Where Are the Aliens?
For decades now, the people at SETI (Search for Extraterrestrial Intelligence) have been scouring the skies looking for evidence that suggests the universe is occupied by beings other than humans. Besides a few promising mysterious signals (most famously, the “Wow! signal” that was detected in 1977), the search has largely come up empty handed.
If intelligent beings exist, where are they? Why aren’t we picking up their radio signals? Are they picking up ours? If they are out there, could it be that we’re just not looking in the right place? Is it possible that we have discovered signals of alien lifeforms, but just don’t recognize them for what they truly are?
One way to answer these questions may be Dyson spheres.
In case you need brushing up on your sci-fi, a “Dyson sphere” is a hypothetical massive set of solar panels that would surround a star, collecting a vast amount of the star’s energy output. And as we are all probably well aware, stars put out a lot of energy. Thus, any intelligent civilization (see: super-intelligent civilization) that is able to create a Dyson sphere would likely be provided with all of the energy it could ever need.
In all likeliness, a highly advanced society would be a highly advanced technological civilization. We don’t know this for sure, but it is a reasonable assumption, as you need technology if you hope to ever leave your own planet.
To that end, the society would be heavily dependent on energy, just as we are. And a Dyson sphere seems like the most logical endpoint for such civilizations. This is because Dyson spheres (theoretically) shouldn’t have any of the pollutants that other forms of energy production have.
There will be no smog from fossil fuels, no greenhouse gases, no habitat destruction from mining, and no nuclear meltdowns. Because of all of these benefits, Marcy thinks that the Dyson sphere is where most technologically advanced societies are headed. So, in the search for alien life, it makes sense to look for s Dyson sphere.
However, if a Dyson sphere completely encompasses a star, soaking up all of its energy output (meaning that little to no light escapes), how would we go about finding one?
Understanding a Blackbody
Stars give off all sorts of things besides visible light; heat is just one of them. The Hubble Telescope and the Spitzer Space Telescope are equipped with several tools that can capture ultraviolet light, infrared, and x-rays…along with visible light (obviously).
If we spotted a section of the cosmos where a Dyson sphere was in use, we would likely see something like a blackbody object that’s radiating in the far infrared around 10 microns in wavelength. A perfect blackbody is a theoretical construct that, among other things, is a perfect absorber (meaning that it absorbs all wavelengths equally and perfectly).

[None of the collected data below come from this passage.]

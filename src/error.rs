//! Library error types.

use std::path::PathBuf;

use thiserror::Error;

use crate::config::ConfigError;

/// Fatal errors returned by the simulator.
///
/// Physical limit violations are never errors: they are clamped and surfaced
/// as [`crate::sim::advisory::Advisory`] values instead.
#[derive(Debug, Error)]
pub enum Error {
    /// An argument was rejected before any simulation step ran.
    #[error("invalid argument: {0}")]
    InvalidArgument(String),

    /// Scenario configuration is malformed or inconsistent.
    #[error(transparent)]
    Config(#[from] ConfigError),

    /// An input series file could not be read or parsed.
    #[error("failed to read series from \"{}\": {message}", path.display())]
    Series { path: PathBuf, message: String },
}

impl Error {
    pub(crate) fn invalid_argument(message: impl Into<String>) -> Self {
        Self::InvalidArgument(message.into())
    }
}

pub type Result<T, E = Error> = std::result::Result<T, E>;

It doesn’t reflect anything.
A Dyson sphere, which is meant to absorb all the light of a star, would be (in essence) a blackbody. However, if these perfect absorbers just kept on absorbing everything around them, they would get hotter and hotter and eventually they’d get infinitely hot. That can’t happen, which is why a perfect blackbody is just a theoretical construct.
In reality, blackbodies (the non-prefect type) just emit proportional to their temperature. Of course, this means that blackbodies actually aren’t black. In fact, a star isn’t a perfect blackbody, but it’s pretty close, because any photon that hits a star is absorbed completely, and the emission from the star’s surface primarily depends on its temperature. But stars are not black; you see them.
All matter in the universe glows in some form of light, from gamma rays to radio waves. More of certain kinds of radiation are given off than others, more things in the universe peak in the radio or infrared areas than gamma ray light. Since our eyes aren’t biologically sensitive to those kinds of light, we don’t “see” anything.
But when things peak in the visible wavelengths, our eyes are stimulated and we perceive that radiation as a color of light, red light for longer wavelengths and purple light for shorter wavelengths. It all depends on the objects temperature, and that phenomenon is called “blackbody radiation,” and the graph that shows where an object’s blackbody radiation peaks is called a “blackbody curve.”
So as previously mentioned, if we detected a Dyson sphere, the star would be radiating light in a blackbody spectrum that’s captured by the Dyson sphere, and released back out in the far infrared around 10 microns in wavelength at a distance of 1 AU (the average distance from the Sun to the Earth). The blackbody temperature for the region would be about 100 to 600 Kelvin for a full or partial Dyson sphere.
Now, detecting an area of our galaxy that has the signature mentioned above isn’t a sure fire sign of a Dyson sphere being used by an alien race, but it would have some interesting implications.
The major point being that we need to open our minds a little bit further and take an nontraditional approach in our search for extraterrestrial intelligence. So far, the methods we’ve been using aren’t providing us with anything. Perhaps we are in dire need of changing the way we envision what an alien intelligence might be? If we ever find them, it isn’t likely that they’ll meet the preconceived notions we have of them. That may ultimately be our downfall.